Along with your sidearm, you can carry one more weapon, and these are usually ones dropped or misplaced by NPCs. From shotguns to sniper rifles, there is a large range of weapons to play around with, and each deals damage on different scales depending on proximity and accuracy. The gibbing on this game is fantastic too, with heads exploding at every turn and limbs blowing off left, right and centre!

You can also pick up objects to throw at the bad guys. Launching TVs, chairs, landmines, and huge metal wheelie bins at people feels so good, it's remarkable. TVs explode and fizz with electricity, stunning and effectively tazing groups of enemies to the ground, whereas wheelie bins can be used as cover and then thrown at the last second to secure ground in oppressive sections.

You can also grab the bad guys and use them as cover, or throw them at others to inflict damage, but taking it one step further I threw enemies out of building windows only to watch them flail around as they fell multiple stories to the streets.

As mentioned before, combat gets more precise and more powerful the more you upgrade your core systems and your Auto 9, which helps you evolve with the character and adds more skills and buffs along the way.

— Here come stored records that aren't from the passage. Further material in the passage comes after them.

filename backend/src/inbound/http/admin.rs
//! Moderation handlers. The service rejects callers without the admin role.
//!
//! ```text
//! GET    /api/v1/admin/listings?kind=posting
//! GET    /api/v1/admin/profiles
//! DELETE /api/v1/admin/listings/{kind}/{id}
//! POST   /api/v1/admin/profiles/{id}/role
//! DELETE /api/v1/admin/profiles/{id}
//! ```

use actix_web::{HttpResponse, delete, get, post, web};

use crate::domain::ports::ListingView;
use crate::domain::{UserId, UserProfile};
use crate::inbound::http::ApiResult;
use crate::inbound::http::interests::KindQuery;
use crate::inbound::http::schemas::ErrorSchema;
use crate::inbound::http::session::SessionContext;
use crate::inbound::http::state::HttpState;
use crate::inbound::http::validation::{FieldName, parse_kind, parse_target, parse_uuid};

fn parse_user_id(raw: &str) -> ApiResult<UserId> {
    Ok(UserId::from_uuid(parse_uuid(raw, FieldName::new("id"))?))
}

/// Every listing of a kind, open or not.
#[utoipa::path(
    get,
    path = "/api/v1/admin/listings",
    params(KindQuery),
    responses(
        (status = 200, description = "All listings", body = [ListingView]),
        (status = 400, description = "Invalid kind", body = ErrorSchema),
        (status = 401, description = "Unauthorised", body = ErrorSchema),
        (status = 403, description = "Not an admin", body = ErrorSchema)
    ),
    tags = ["admin"],
    operation_id = "adminListListings"
)]
#[get("/admin/listings")]
pub async fn list_listings(
    state: web::Data<HttpState>,
    session: SessionContext,
    query: web::Query<KindQuery>,
) -> ApiResult<web::Json<Vec<ListingView>>> {
    let admin = session.require_user_id()?;
    let kind = parse_kind(query.kind.as_deref())?;
    Ok(web::Json(state.admin.list_listings(&admin, kind).await?))
}

/// Every user profile.
#[utoipa::path(
    get,
    path = "/api/v1/admin/profiles",
    responses(
        (status = 200, description = "All profiles", body = [UserProfile]),
        (status = 401, description = "Unauthorised", body = ErrorSchema),
        (status = 403, description = "Not an admin", body = ErrorSchema)
    ),
    tags = ["admin"],
    operation_id = "adminListProfiles"
)]
#[get("/admin/profiles")]
pub async fn list_profiles(
    state: web::Data<HttpState>,
    session: SessionContext,
) -> ApiResult<web::Json<Vec<UserProfile>>> {
    let admin = session.require_user_id()?;
    Ok(web::Json(state.admin.list_profiles(&admin).await?))
}

/// Delete any listing.
#[utoipa::path(
    delete,
    path = "/api/v1/admin/listings/{kind}/{id}",
    params(
        ("kind" = String, Path, description = "`posting` or `candidate`"),
        ("id" = String, Path, description = "Listing id")
    ),
    responses(
        (status = 204, description = "Deleted"),
        (status = 400, description = "Invalid kind or id", body = ErrorSchema),
        (status = 401, description = "Unauthorised", body = ErrorSchema),
        (status = 403, description = "Not an admin", body = ErrorSchema),
        (status = 404, description = "Listing not found", body = ErrorSchema)
    ),
    tags = ["admin"],
    operation_id = "adminDeleteListing"
)]
#[delete("/admin/listings/{kind}/{id}")]
pub async fn delete_listing(
    state: web::Data<HttpState>,
    session: SessionContext,
    path: web::Path<(String, String)>,
) -> ApiResult<HttpResponse> {
    let admin = session.require_user_id()?;
    let (kind, id) = path.into_inner();
    let target = parse_target(parse_kind(Some(&kind))?, &id)?;
    state.admin.delete_listing(&admin, target).await?;
    Ok(HttpResponse::NoContent().finish())
}

/// Swap a user between the `user` and `admin` roles.
#[utoipa::path(
    post,
    path = "/api/v1/admin/profiles/{id}/role",
    params(("id" = String, Path, description = "User id")),
    responses(
        (status = 200, description = "Updated profile", body = UserProfile),
        (status = 400, description = "Invalid id", body = ErrorSchema),
        (status = 401, description = "Unauthorised", body = ErrorSchema),
        (status = 403, description = "Not an admin", body = ErrorSchema),
        (status = 404, description = "Profile not found", body = ErrorSchema)
    ),
    tags = ["admin"],
    operation_id = "adminToggleRole"
)]
#[post("/admin/profiles/{id}/role")]
pub async fn toggle_role(
    state: web::Data<HttpState>,
    session: SessionContext,
    path: web::Path<String>,
) -> ApiResult<web::Json<UserProfile>> {
    let admin = session.require_user_id()?;
    let user = parse_user_id(&path)?;
    Ok(web::Json(state.admin.toggle_role(&admin, &user).await?))
}

/// Delete a user profile.
#[utoipa::path(
    delete,
    path = "/api/v1/admin/profiles/{id}",
    params(("id" = String, Path, description = "User id")),
    responses(
        (status = 204, description = "Deleted"),
        (status = 400, description = "Invalid id", body = ErrorSchema),
        (status = 401, description = "Unauthorised", body = ErrorSchema),
        (status = 403, description = "Not an admin", body = ErrorSchema),
        (status = 404, description = "Profile not found", body = ErrorSchema)
    ),
    tags = ["admin"],
    operation_id = "adminDeleteProfile"
)]
#[delete("/admin/profiles/{id}")]
pub async fn delete_profile(
    state: web::Data<HttpState>,
    session: SessionContext,
    path: web::Path<String>,
) -> ApiResult<HttpResponse> {
    let admin = session.require_user_id()?;
    let user = parse_user_id(&path)?;
    state.admin.delete_profile(&admin, &user).await?;
    Ok(HttpResponse::NoContent().finish())
}

#[cfg(test)]
mod tests {
    use actix_web::http::StatusCode;
    use actix_web::test as actix_test;
    use rstest::rstest;
    use serde_json::Value;

    use crate::domain::ports::UserProfileRepository;
    use crate::domain::{Role, UserId};
    use crate::inbound::http::test_utils::{publish_candidate, publish_posting, sign_up};
    use crate::test_support::http::{MemoryHarness, test_app};

    async fn promote(harness: &MemoryHarness, id: &str) {
        let user = UserId::new(id).expect("user id");
        let updated = UserProfileRepository::set_role(harness.store.as_ref(), &user, Role::Admin)
            .await
            .expect("set role");
        assert!(updated);
    }

    #[rstest]
    #[case("/api/v1/admin/listings?kind=posting")]
    #[case("/api/v1/admin/profiles")]
    #[actix_web::test]
    async fn regular_users_are_forbidden(#[case] uri: &str) {
        let harness = MemoryHarness::new();
        let app = actix_test::init_service(test_app(harness.state.clone())).await;
        let (cookie, _) = sign_up(&app, "teacher@example.com").await;

        let response = actix_test::call_service(
            &app,
            actix_test::TestRequest::get()
                .uri(uri)
                .cookie(cookie)
                .to_request(),
        )
        .await;
        assert_eq!(response.status(), StatusCode::FORBIDDEN);
    }

    #[actix_web::test]
    async fn admins_see_closed_listings_and_can_delete_them() {
        let harness = MemoryHarness::new();
        let app = actix_test::init_service(test_app(harness.state.clone())).await;
        let (studio, _) = sign_up(&app, "studio@example.com").await;
        let (admin, admin_id) = sign_up(&app, "admin@example.com").await;
        promote(&harness, &admin_id).await;
        let posting = publish_posting(&app, &studio, "Ashtanga").await;
        actix_test::call_service(
            &app,
            actix_test::TestRequest::post()
                .uri(&format!("/api/v1/postings/{posting}/close"))
                .cookie(studio)
                .to_request(),
        )
        .await;

        let listed = actix_test::call_service(
            &app,
            actix_test::TestRequest::get()
                .uri("/api/v1/admin/listings?kind=posting")
                .cookie(admin.clone())
                .to_request(),
        )
        .await;
        let value: Value = actix_test::read_body_json(listed).await;
        assert_eq!(value[0]["listing"]["id"], posting.as_str());
        assert_eq!(value[0]["badge"]["label"], "closed");

        let deleted = actix_test::call_service(
            &app,
            actix_test::TestRequest::delete()
                .uri(&format!("/api/v1/admin/listings/posting/{posting}"))
                .cookie(admin.clone())
                .to_request(),
        )
        .await;
        assert_eq!(deleted.status(), StatusCode::NO_CONTENT);

        let again = actix_test::call_service(
            &app,
            actix_test::TestRequest::delete()
                .uri(&format!("/api/v1/admin/listings/posting/{posting}"))
                .cookie(admin)
                .to_request(),
        )
        .await;
        assert_eq!(again.status(), StatusCode::NOT_FOUND);
    }

    #[actix_web::test]
    async fn admins_toggle_roles_and_delete_profiles() {
        let harness = MemoryHarness::new();
        let app = actix_test::init_service(test_app(harness.state.clone())).await;
        let (teacher, teacher_id) = sign_up(&app, "teacher@example.com").await;
        let (admin, admin_id) = sign_up(&app, "admin@example.com").await;
        promote(&harness, &admin_id).await;
        publish_candidate(&app, &teacher, "Noor").await;

        let toggled = actix_test::call_service(
            &app,
            actix_test::TestRequest::post()
                .uri(&format!("/api/v1/admin/profiles/{teacher_id}/role"))
                .cookie(admin.clone())
                .to_request(),
        )
        .await;
        assert_eq!(toggled.status(), StatusCode::OK);
        let value: Value = actix_test::read_body_json(toggled).await;
        assert_eq!(value["role"], "admin");

        let profiles = actix_test::call_service(
            &app,
            actix_test::TestRequest::get()
                .uri("/api/v1/admin/profiles")
                .cookie(teacher)
                .to_request(),
        )
        .await;
        assert_eq!(profiles.status(), StatusCode::OK);

        let deleted = actix_test::call_service(
            &app,
            actix_test::TestRequest::delete()
                .uri(&format!("/api/v1/admin/profiles/{teacher_id}"))
                .cookie(admin)
                .to_request(),
        )
        .await;
        assert_eq!(deleted.status(), StatusCode::NO_CONTENT);
    }

    #[rstest]
    #[case("/api/v1/admin/listings/studio/00000000-0000-0000-0000-000000000001")]
    #[case("/api/v1/admin/listings/posting/not-a-uuid")]
    #[case("/api/v1/admin/profiles/not-a-uuid")]
    #[actix_web::test]
    async fn malformed_paths_are_bad_requests(#[case] uri: &str) {
        let harness = MemoryHarness::new();
        let app = actix_test::init_service(test_app(harness.state.clone())).await;
        let (admin, admin_id) = sign_up(&app, "admin@example.com").await;
        promote(&harness, &admin_id).await;

        let response = actix_test::call_service(
            &app,
            actix_test::TestRequest::delete()
                .uri(uri)
                .cookie(admin)
                .to_request(),
        )
        .await;
        assert_eq!(response.status(), StatusCode::BAD_REQUEST);
    }
}
//! Generated posting seed types.
//!
//! These types are independent of backend domain types so the crate can be
//! used without pulling in the web stack.

use serde::{Deserialize, Serialize};
use uuid::Uuid;

/// A generated example job posting.
///
/// Carries the free-text fields a posting needs. Lifecycle fields such as
/// status and expiry are decided by the backend when the seed is stored.
///
/// # Example
///
/// ```
/// use example_data::ExamplePostingSeed;
/// use uuid::Uuid;
///
/// let posting = ExamplePostingSeed {
///     id: Uuid::new_v4(),
///     title: "Hatha yoga beginner class instructor".to_owned(),
///     location: "Seoul Seocho-gu".to_owned(),
///     style: "Hatha".to_owned(),
///     experience: "Any".to_owned(),
///     compensation: "Hourly 30-40k KRW".to_owned(),
///     description: "Friendly studio.".to_owned(),
/// };
///
/// assert_eq!(posting.style, "Hatha");
/// ```
#[derive(Debug, Clone, PartialEq, Eq, Serialize, Deserialize)]
#[serde(rename_all = "camelCase")]
pub struct ExamplePostingSeed {
    /// Unique identifier for the posting.
    pub id: Uuid,
    /// Headline shown in listings.
    pub title: String,
    /// Free-text location.
    pub location: String,
    /// Yoga style, used as the posting category.
    pub style: String,
    /// Required experience.
    pub experience: String,
    /// Compensation text.
    pub compensation: String,
    /// Body text.
    pub description: String,
}
//! PostgreSQL-backed `InterestRepository` implementation using Diesel ORM.
//!
//! The partial unique indexes on `(actor_id, posting_id)` and
//! `(actor_id, candidate_id)` make a second application or contact fail as a
//! unique violation, which surfaces as `InterestRepositoryError::Duplicate`.

use async_trait::async_trait;
use diesel::dsl::exists;
use diesel::prelude::*;
use diesel_async::RunQueryDsl;
use uuid::Uuid;

use crate::domain::ports::{InterestRepository, InterestRepositoryError};
use crate::domain::{InterestRecord, ListingKind, ListingTarget, UserId};

use super::diesel_basic_error_mapping::{map_basic_pool_error, map_unique_diesel_error};
use super::models::{InterestRow, NewInterestRow};
use super::pool::{DbPool, PoolError};
use super::schema::interests;

/// Diesel-backed implementation of the `InterestRepository` port.
#[derive(Clone)]
pub struct DieselInterestRepository {
    pool: DbPool,
}

impl DieselInterestRepository {
    /// Create a new repository with the given connection pool.
    pub fn new(pool: DbPool) -> Self {
        Self { pool }
    }
}

fn map_pool_error(error: PoolError) -> InterestRepositoryError {
    map_basic_pool_error(error, InterestRepositoryError::connection)
}

fn map_diesel_error(error: diesel::result::Error) -> InterestRepositoryError {
    map_unique_diesel_error(
        error,
        InterestRepositoryError::query,
        InterestRepositoryError::connection,
        InterestRepositoryError::duplicate,
    )
}

fn rows_to_records(rows: Vec<InterestRow>) -> Result<Vec<InterestRecord>, InterestRepositoryError> {
    rows.into_iter()
        .map(|row| InterestRecord::try_from(row).map_err(InterestRepositoryError::corrupt))
        .collect()
}

fn target_ids(targets: &[ListingTarget], kind: ListingKind) -> Vec<Uuid> {
    targets
        .iter()
        .filter(|target| target.kind() == kind)
        .map(|target| target.id())
        .collect()
}

#[async_trait]
impl InterestRepository for DieselInterestRepository {
    async fn insert(&self, record: &InterestRecord) -> Result<(), InterestRepositoryError> {
        let mut conn = self.pool.get().await.map_err(map_pool_error)?;
        diesel::insert_into(interests::table)
            .values(NewInterestRow::from(record))
            .execute(&mut conn)
            .await
            .map_err(map_diesel_error)?;
        Ok(())
    }

    async fn exists(
        &self,
        actor: &UserId,
        target: ListingTarget,
    ) -> Result<bool, InterestRepositoryError> {
        let mut conn = self.pool.get().await.map_err(map_pool_error)?;
        let by_actor = interests::table.filter(interests::actor_id.eq(*actor.as_uuid()));
        let query = match target {
            ListingTarget::Posting(id) => {
                diesel::select(exists(by_actor.filter(interests::posting_id.eq(id))))
                    .get_result(&mut conn)
                    .await
            }
            ListingTarget::Candidate(id) => {
                diesel::select(exists(by_actor.filter(interests::candidate_id.eq(id))))
                    .get_result(&mut conn)
                    .await
            }
        };
        query.map_err(map_diesel_error)
    }

    async fn count_for(&self, target: ListingTarget) -> Result<u64, InterestRepositoryError> {
        let mut conn = self.pool.get().await.map_err(map_pool_error)?;
        let count: i64 = match target {
            ListingTarget::Posting(id) => {
                interests::table
                    .filter(interests::posting_id.eq(id))
                    .count()
                    .get_result(&mut conn)
                    .await
            }
            ListingTarget::Candidate(id) => {
                interests::table
                    .filter(interests::candidate_id.eq(id))
                    .count()
                    .get_result(&mut conn)
                    .await
            }
        }
        .map_err(map_diesel_error)?;
        u64::try_from(count).map_err(|_| InterestRepositoryError::corrupt("negative row count"))
    }

    async fn list_by_actor(
        &self,
        actor: &UserId,
        kind: ListingKind,
    ) -> Result<Vec<InterestRecord>, InterestRepositoryError> {
        let mut conn = self.pool.get().await.map_err(map_pool_error)?;
        let by_actor = interests::table
            .filter(interests::actor_id.eq(*actor.as_uuid()))
            .order(interests::created_at.desc())
            .select(InterestRow::as_select());
        let rows = match kind {
            ListingKind::Posting => {
                by_actor
                    .filter(interests::posting_id.is_not_null())
                    .load(&mut conn)
                    .await
            }
            ListingKind::Candidate => {
                by_actor
                    .filter(interests::candidate_id.is_not_null())
                    .load(&mut conn)
                    .await
            }
        }
        .map_err(map_diesel_error)?;
        rows_to_records(rows)
    }

    async fn list_for_targets(
        &self,
        targets: &[ListingTarget],
    ) -> Result<Vec<InterestRecord>, InterestRepositoryError> {
        if targets.is_empty() {
            return Ok(Vec::new());
        }
        let posting_ids = target_ids(targets, ListingKind::Posting);
        let candidate_ids = target_ids(targets, ListingKind::Candidate);
        let mut conn = self.pool.get().await.map_err(map_pool_error)?;
        let rows = interests::table
            .filter(
                interests::posting_id
                    .eq_any(posting_ids)
                    .or(interests::candidate_id.eq_any(candidate_ids)),
            )
            .order(interests::created_at.desc())
            .select(InterestRow::as_select())
            .load(&mut conn)
            .await
            .map_err(map_diesel_error)?;
        rows_to_records(rows)
    }
}
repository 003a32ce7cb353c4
//! Inbound adapters that translate external requests into domain service
//! calls while keeping framework details at the edge.
//!
//! HTTP handlers live under [`http`].

pub mod http;
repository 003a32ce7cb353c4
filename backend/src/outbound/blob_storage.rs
//! Filesystem-backed blob storage for uploaded media.
//!
//! Objects are written beneath a single capability-scoped root directory via
//! `cap_std`, so a storage path can never escape it. Public URLs are the
//! configured base URL joined with the storage path; serving the directory is
//! left to the HTTP layer or a fronting proxy.

use std::path::{Component, Path, PathBuf};
use std::sync::Arc;

use async_trait::async_trait;
use cap_std::{ambient_authority, fs::Dir};
use tracing::debug;

use crate::domain::ports::{BlobStorage, BlobStorageError};

/// Blob storage writing into a local directory.
#[derive(Clone)]
pub struct LocalBlobStorage {
    root: Arc<Dir>,
    public_base_url: String,
}

impl LocalBlobStorage {
    /// Open (creating if needed) the storage root at `root`.
    ///
    /// # Errors
    ///
    /// Returns [`BlobStorageError::Io`] when the directory cannot be created
    /// or opened.
    pub fn open(
        root: impl AsRef<Path>,
        public_base_url: impl Into<String>,
    ) -> Result<Self, BlobStorageError> {
        let root = root.as_ref();
        Dir::create_ambient_dir_all(root, ambient_authority())
            .map_err(|error| BlobStorageError::io(error.to_string()))?;
        let dir = Dir::open_ambient_dir(root, ambient_authority())
            .map_err(|error| BlobStorageError::io(error.to_string()))?;
        let public_base_url = public_base_url.into().trim_end_matches('/').to_owned();
        Ok(Self {
            root: Arc::new(dir),
            public_base_url,
        })
    }

    /// Public URL for an object stored at `path`.
    pub fn public_url(&self, path: &str) -> String {
        format!("{}/{}", self.public_base_url, path)
    }
}

/// Accept only non-empty relative paths made of plain components.
fn validated_path(path: &str) -> Result<PathBuf, BlobStorageError> {
    let candidate = Path::new(path);
    let plain = !path.is_empty()
        && candidate
            .components()
            .all(|component| matches!(component, Component::Normal(_)));
    if plain {
        Ok(candidate.to_path_buf())
    } else {
        Err(BlobStorageError::invalid_path(path))
    }
}

#[async_trait]
impl BlobStorage for LocalBlobStorage {
    async fn upload(
        &self,
        path: &str,
        content_type: &str,
        bytes: &[u8],
    ) -> Result<String, BlobStorageError> {
        let relative = validated_path(path)?;
        let root = Arc::clone(&self.root);
        let bytes = bytes.to_vec();
        let size = bytes.len();
        tokio::task::spawn_blocking(move || {
            if let Some(parent) = relative.parent().filter(|p| !p.as_os_str().is_empty()) {
                root.create_dir_all(parent)?;
            }
            root.write(&relative, bytes)
        })
        .await
        .map_err(|error| BlobStorageError::io(error.to_string()))?
        .map_err(|error| BlobStorageError::io(error.to_string()))?;

        debug!(path, content_type, size, "stored blob");
        Ok(self.public_url(path))
    }
}
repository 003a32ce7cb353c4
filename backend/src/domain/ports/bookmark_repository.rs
//! Driven port for the bookmark ledger.

use async_trait::async_trait;
use uuid::Uuid;

use crate::domain::{BookmarkRecord, ListingKind, ListingTarget, UserId};

use super::define_port_error;

define_port_error! {
    /// Persistence errors raised by bookmark repository adapters.
    pub enum BookmarkRepositoryError {
        /// Repository connection could not be established.
        Connection { message: String } => "bookmark repository connection failed: {message}",
        /// Query or mutation failed during execution.
        Query { message: String } => "bookmark repository query failed: {message}",
        /// The user already bookmarked this target.
        Duplicate { message: String } => "bookmark already exists: {message}",
        /// A stored row violated a domain invariant.
        Corrupt { message: String } => "stored bookmark is invalid: {message}",
    }
}

/// Storage for bookmarks, unique per user and target.
#[cfg_attr(test, mockall::automock)]
#[async_trait]
pub trait BookmarkRepository: Send + Sync {
    /// The user's bookmark on `target`, if any.
    async fn find(
        &self,
        user: &UserId,
        target: ListingTarget,
    ) -> Result<Option<BookmarkRecord>, BookmarkRepositoryError>;

    /// Store a bookmark.
    async fn insert(&self, record: &BookmarkRecord) -> Result<(), BookmarkRepositoryError>;

    /// Remove a bookmark by id.
    async fn delete(&self, id: Uuid) -> Result<bool, BookmarkRepositoryError>;

    /// The user's bookmarks on listings of `kind`, newest first.
    async fn list_by_user(
        &self,
        user: &UserId,
        kind: ListingKind,
    ) -> Result<Vec<BookmarkRecord>, BookmarkRepositoryError>;
}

After a few missions, you get a dash move, a temporary shield, and the ability to slow down time. The latter is fantastic for regaining control in intense shootouts and is much needed when you are on your last legs.

The game also has an XP system whereby you can collect stolen items, choose dialogue to support, oppose or remain neutral to whomever you are interacting with and you can also dish out parking tickets, littering citations, and find small side quests for more experience. With this, you unlock skill points to populate your eight skill trees across areas such as Combat, Vitality, and interestingly: Psychology.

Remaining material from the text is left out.